* PLEASE READ BEFORE SIGNING *
To: Any person, organization or agency having knowledge of my conduct or activities, including any past or present employer or supervisor thereof; or any dean, registrar, principal, counselor, instructor or other authorized person at a School (High School, College, University, Trade School, or other); or any doctor, hospital, clinic or sanitarium; or any department or agency of city, county, state, or federal government.
I authorize the investigation of all statements and information contained in this application. I release from all liability anyone supplying such information and I also release the employer from all liability that might result from making an investigation.
I CERTIFY THAT ALL ANSWERS GIVEN BY ME IN THIS APPLICATION DOCUMENTATION ARE TRUE, ACCURATE AND COMPLETE, AND I UNDERSTAND THAT THE FALSIFICATION, MISREPRESENTATION OR OMISSION OF FACT ON THIS APPLICATION (OR ANY OTHER ACCOMPANYING OR REQUIRED DOCUMENTS) WILL BE CAUSE FOR DENIAL OF EMPLOYMENT OR IMMEDIATE TERMINATION OF EMPLOYMENT, REGARDLESS OF WHEN OR H0W DISCOVERED.
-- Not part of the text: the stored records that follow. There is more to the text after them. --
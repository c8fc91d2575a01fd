//! # Example: overload
//!
//! Saturates a tiny executor under each overload policy and shows what happens to the
//! extra submissions. Events are logged through [`LogWriter`].
//!
//! ## Run
//! ```bash
//! RUST_LOG=debug cargo run --example overload --features logging
//! ```

use std::sync::Arc;
use std::time::Duration;

use taskgate::{
    Executor, ExecutorConfig, LogWriter, OverloadPolicy, Subscribe, TaskError, TaskFn, TaskRef,
};
use tracing_subscriber::EnvFilter;

fn slow(name: &'static str) -> TaskRef {
    TaskFn::arc(name, move || async move {
        tokio::time::sleep(Duration::from_millis(100)).await;
        println!("  [{name}] ran");
        Ok::<(), TaskError>(())
    })
}

#[tokio::main]
async fn main() -> anyhow::Result<()> {
    tracing_subscriber::fmt()
        .with_env_filter(
            EnvFilter::try_from_default_env().unwrap_or_else(|_| EnvFilter::new("warn")),
        )
        .init();

    let policies = [
        OverloadPolicy::DiscardOldestInQueue,
        OverloadPolicy::DiscardNewestInQueue,
        OverloadPolicy::CallerRuns,
        OverloadPolicy::DiscardCurrentTask,
        OverloadPolicy::RejectWithError,
    ];

    for policy in policies {
        println!("== {policy} (core=1, queue=1) ==");
        let cfg = ExecutorConfig {
            queue_size: 1,
            ..ExecutorConfig::sized(1)
        }
        .with_overload(policy);
        let exec = Executor::builder(cfg)
            .with_subscribers(vec![Arc::new(LogWriter) as Arc<dyn Subscribe>])
            .build()?;

        let mut handles = Vec::new();
        for name in ["a", "b", "c"] {
            match exec.submit(slow(name)).await {
                Ok(h) => handles.push((name, h)),
                Err(e) => println!("  [{name}] {e}"),
            }
        }
        for (name, h) in handles {
            if let Err(e) = h.await {
                println!("  [{name}] {e}");
            }
        }
        println!("{}\n", exec.info());
    }
    Ok(())
}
Questions regarding this statement should be directed to any employment interviewer before signing. The application will be given every consideration, but its receipt does not imply that the applicant will be employed.
It is the policy of the company to afford equal opportunity to all employees and applicants for employment without regard to age, race, religion, color, sex, national origin, marital status, expunged juvenile records, or pregnancy, and to afford equal opportunities to disabled veterans, veterans of the Vietnam era, and individuals with a disability, any and other characteristic protected by Federal, State or Local law.
If hired, I agree to abide by all the company rules and regulation, and understand that, if employed, my employment may be terminated with or without cause, and with or without notice, at any time, at the option of either the company or me. I further understand that no representation, whether oral or written by any representative or agent of the Company, at any time, can constitute a contract of employment. I understand that the Company and all Plan Administrators shall have the maximum discretion permitted by law to administer, interpret, modify, discontinue, enhance or otherwise change all policies, procedures, benefits or other terms or conditions of employment. No representative or agent of the company, has the authority to enter into any agreement for employment for any specified period of time or to make any change in any policy, procedure, benefit or other term or condition of employment other than in a document signed by the President, or to make any agreement contrary to the foregoing.
I acknowledge that I have read and understand the above statements and hereby grant permission to confirm the information supplied on this application (or any other accompanying or required documents) by me. I understand that any misrepresentations or omission of facts called for in this application is cause from dismissal. Further, I UNDERSTAND AND AGREE THAT ALL TERMS OF MY EMPLOYMENT WILL BE AS SPECIFIED IN MY HIRING LETTER WITHOUT ANY PRECONDITIONS.